**EXERCISE INSTRUCTIONS**
Below are some records; write them all out again exactly.

[Collected data entries]
※ ※ ※
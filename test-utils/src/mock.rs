use std::{cell::RefCell, collections::HashSet, error::Error, fmt::Display};

use bcpool_std::{
    config::{Commitment, SendOpts},
    err::TxLogs,
    rent::default_min_balance,
    submit::{Cluster, Wallet},
};
use solana_keypair::Keypair;
use solana_signature::Signature;
use solana_signer::Signer;
use solana_transaction::Transaction;

#[derive(Debug, Clone, Default, PartialEq, Eq, Hash)]
pub struct MockErr {
    pub msg: String,

    /// Program logs of a failed transaction
    pub logs: Option<Vec<String>>,
}

impl MockErr {
    pub fn new(msg: impl Into<String>) -> Self {
        Self {
            msg: msg.into(),
            logs: None,
        }
    }

    pub fn with_logs(self, logs: impl IntoIterator<Item = impl Into<String>>) -> Self {
        Self {
            logs: Some(logs.into_iter().map(Into::into).collect()),
            ..self
        }
    }
}

impl Display for MockErr {
    #[inline]
    fn fmt(&self, f: &mut std::fmt::Formatter<'_>) -> std::fmt::Result {
        f.write_str(&self.msg)
    }
}

impl Error for MockErr {}

impl TxLogs for MockErr {
    #[inline]
    fn logs(&self) -> Option<&[String]> {
        self.logs.as_deref()
    }
}

#[derive(Debug, Clone, Copy, PartialEq, Eq, Hash)]
pub enum MockCall {
    GetMultipleAccounts,
    GetMinimumBalance,
    GetLatestBlockhash,
    SendTransaction,
    ConfirmTransaction,
}

/// An in-memory cluster that records every call made to it
#[derive(Debug, Default)]
pub struct MockCluster {
    pub existing: HashSet<[u8; 32]>,
    pub blockhash: [u8; 32],

    /// Calls to this method return the contained error
    pub fail_on: Option<(MockCall, MockErr)>,

    pub calls: RefCell<Vec<MockCall>>,

    /// Wire bytes of every transaction sent
    pub sent: RefCell<Vec<Vec<u8>>>,

    /// Args to every `send_transaction` call
    pub send_opts: RefCell<Vec<SendOpts>>,

    /// Args to every `confirm_transaction` call
    pub confirms: RefCell<Vec<(Signature, Commitment)>>,
}

impl MockCluster {
    pub fn with_existing(existing: impl IntoIterator<Item = [u8; 32]>) -> Self {
        Self {
            existing: existing.into_iter().collect(),
            blockhash: [0xbb; 32],
            ..Default::default()
        }
    }

    pub fn failing_on(self, call: MockCall, err: MockErr) -> Self {
        Self {
            fail_on: Some((call, err)),
            ..self
        }
    }

    fn call(&self, call: MockCall) -> Result<(), MockErr> {
        self.calls.borrow_mut().push(call);
        match &self.fail_on {
            Some((c, err)) if *c == call => Err(err.clone()),
            _ => Ok(()),
        }
    }
}

impl Cluster for MockCluster {
    type Error = MockErr;

    fn get_multiple_accounts_exist(&self, pks: &[[u8; 32]]) -> Result<Vec<bool>, Self::Error> {
        self.call(MockCall::GetMultipleAccounts)?;
        Ok(pks.iter().map(|pk| self.existing.contains(pk)).collect())
    }

    fn get_minimum_balance_for_rent_exemption(
        &self,
        data_len: usize,
    ) -> Result<u64, Self::Error> {
        self.call(MockCall::GetMinimumBalance)?;
        Ok(default_min_balance(data_len))
    }

    fn get_latest_blockhash(&self, _commitment: Commitment) -> Result<[u8; 32], Self::Error> {
        self.call(MockCall::GetLatestBlockhash)?;
        Ok(self.blockhash)
    }

    fn send_transaction(&self, wire: &[u8], opts: &SendOpts) -> Result<Signature, Self::Error> {
        self.call(MockCall::SendTransaction)?;
        self.sent.borrow_mut().push(wire.to_vec());
        self.send_opts.borrow_mut().push(*opts);
        let tx: Transaction =
            bincode::deserialize(wire).map_err(|e| MockErr::new(e.to_string()))?;
        tx.signatures
            .first()
            .copied()
            .ok_or_else(|| MockErr::new("transaction has no signatures"))
    }

    fn confirm_transaction(
        &self,
        sig: &Signature,
        commitment: Commitment,
    ) -> Result<(), Self::Error> {
        self.call(MockCall::ConfirmTransaction)?;
        self.confirms.borrow_mut().push((*sig, commitment));
        Ok(())
    }
}

/// A wallet that signs with a fixed key pair, or is disconnected if `None`
#[derive(Debug)]
pub struct MockWallet {
    pub keypair: Option<Keypair>,

    /// `Some(msg)` to reject signing requests with `msg`
    pub reject: Option<String>,
}

impl MockWallet {
    pub fn from_seed(seed: [u8; 32]) -> Self {
        Self {
            keypair: Some(Keypair::new_from_array(seed)),
            reject: None,
        }
    }

    pub const fn disconnected() -> Self {
        Self {
            keypair: None,
            reject: None,
        }
    }
}

impl Wallet for MockWallet {
    type Error = MockErr;

    fn pubkey(&self) -> Option<[u8; 32]> {
        self.keypair.as_ref().map(|kp| kp.pubkey().to_bytes())
    }

    fn sign_transaction(&self, mut tx: Transaction) -> Result<Transaction, Self::Error> {
        if let Some(msg) = &self.reject {
            return Err(MockErr::new(msg.clone()));
        }
        let kp = self
            .keypair
            .as_ref()
            .ok_or_else(|| MockErr::new("wallet not connected"))?;
        let blockhash = tx.message.recent_blockhash;
        tx.try_partial_sign(&[kp], blockhash)
            .map_err(|e| MockErr::new(e.to_string()))?;
        Ok(tx)
    }
}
※ ※ ※
**OUTPUT OF THE TASK**
filename test-utils/src/mock.rs
use std::{cell::RefCell, collections::HashSet, error::Error, fmt::Display};

use bcpool_std::{
    config::{Commitment, SendOpts},
    err::TxLogs,
    rent::default_min_balance,
    submit::{Cluster, Wallet},
};
use solana_keypair::Keypair;
use solana_signature::Signature;
use solana_signer::Signer;
use solana_transaction::Transaction;

#[derive(Debug, Clone, Default, PartialEq, Eq, Hash)]
pub struct MockErr {
    pub msg: String,

    /// Program logs of a failed transaction
    pub logs: Option<Vec<String>>,
}

impl MockErr {
    pub fn new(msg: impl Into<String>) -> Self {
        Self {
            msg: msg.into(),
            logs: None,
        }
    }

    pub fn with_logs(self, logs: impl IntoIterator<Item = impl Into<String>>) -> Self {
        Self {
            logs: Some(logs.into_iter().map(Into::into).collect()),
            ..self
        }
    }
}

impl Display for MockErr {
    #[inline]
    fn fmt(&self, f: &mut std::fmt::Formatter<'_>) -> std::fmt::Result {
        f.write_str(&self.msg)
    }
}

impl Error for MockErr {}

impl TxLogs for MockErr {
    #[inline]
    fn logs(&self) -> Option<&[String]> {
        self.logs.as_deref()
    }
}

#[derive(Debug, Clone, Copy, PartialEq, Eq, Hash)]
pub enum MockCall {
    GetMultipleAccounts,
    GetMinimumBalance,
    GetLatestBlockhash,
    SendTransaction,
    ConfirmTransaction,
}

/// An in-memory cluster that records every call made to it
#[derive(Debug, Default)]
pub struct MockCluster {
    pub existing: HashSet<[u8; 32]>,
    pub blockhash: [u8; 32],

    /// Calls to this method return the contained error
    pub fail_on: Option<(MockCall, MockErr)>,

    pub calls: RefCell<Vec<MockCall>>,

    /// Wire bytes of every transaction sent
    pub sent: RefCell<Vec<Vec<u8>>>,

    /// Args to every `send_transaction` call
    pub send_opts: RefCell<Vec<SendOpts>>,

    /// Args to every `confirm_transaction` call
    pub confirms: RefCell<Vec<(Signature, Commitment)>>,
}

impl MockCluster {
    pub fn with_existing(existing: impl IntoIterator<Item = [u8; 32]>) -> Self {
        Self {
            existing: existing.into_iter().collect(),
            blockhash: [0xbb; 32],
            ..Default::default()
        }
    }

    pub fn failing_on(self, call: MockCall, err: MockErr) -> Self {
        Self {
            fail_on: Some((call, err)),
            ..self
        }
    }

    fn call(&self, call: MockCall) -> Result<(), MockErr> {
        self.calls.borrow_mut().push(call);
        match &self.fail_on {
            Some((c, err)) if *c == call => Err(err.clone()),
            _ => Ok(()),
        }
    }
}

impl Cluster for MockCluster {
    type Error = MockErr;

    fn get_multiple_accounts_exist(&self, pks: &[[u8; 32]]) -> Result<Vec<bool>, Self::Error> {
        self.call(MockCall::GetMultipleAccounts)?;
        Ok(pks.iter().map(|pk| self.existing.contains(pk)).collect())
    }

    fn get_minimum_balance_for_rent_exemption(
        &self,
        data_len: usize,
    ) -> Result<u64, Self::Error> {
        self.call(MockCall::GetMinimumBalance)?;
        Ok(default_min_balance(data_len))
    }

    fn get_latest_blockhash(&self, _commitment: Commitment) -> Result<[u8; 32], Self::Error> {
        self.call(MockCall::GetLatestBlockhash)?;
        Ok(self.blockhash)
    }

    fn send_transaction(&self, wire: &[u8], opts: &SendOpts) -> Result<Signature, Self::Error> {
        self.call(MockCall::SendTransaction)?;
        self.sent.borrow_mut().push(wire.to_vec());
        self.send_opts.borrow_mut().push(*opts);
        let tx: Transaction =
            bincode::deserialize(wire).map_err(|e| MockErr::new(e.to_string()))?;
        tx.signatures
            .first()
            .copied()
            .ok_or_else(|| MockErr::new("transaction has no signatures"))
    }

    fn confirm_transaction(
        &self,
        sig: &Signature,
        commitment: Commitment,
    ) -> Result<(), Self::Error> {
        self.call(MockCall::ConfirmTransaction)?;
        self.confirms.borrow_mut().push((*sig, commitment));
        Ok(())
    }
}

/// A wallet that signs with a fixed key pair, or is disconnected if `None`
#[derive(Debug)]
pub struct MockWallet {
    pub keypair: Option<Keypair>,

    /// `Some(msg)` to reject signing requests with `msg`
    pub reject: Option<String>,
}

impl MockWallet {
    pub fn from_seed(seed: [u8; 32]) -> Self {
        Self {
            keypair: Some(Keypair::new_from_array(seed)),
            reject: None,
        }
    }

    pub const fn disconnected() -> Self {
        Self {
            keypair: None,
            reject: None,
        }
    }
}

impl Wallet for MockWallet {
    type Error = MockErr;

    fn pubkey(&self) -> Option<[u8; 32]> {
        self.keypair.as_ref().map(|kp| kp.pubkey().to_bytes())
    }

    fn sign_transaction(&self, mut tx: Transaction) -> Result<Transaction, Self::Error> {
        if let Some(msg) = &self.reject {
            return Err(MockErr::new(msg.clone()));
        }
        let kp = self
            .keypair
            .as_ref()
            .ok_or_else(|| MockErr::new("wallet not connected"))?;
        let blockhash = tx.message.recent_blockhash;
        tx.try_partial_sign(&[kp], blockhash)
            .map_err(|e| MockErr::new(e.to_string()))?;
        Ok(tx)
    }
}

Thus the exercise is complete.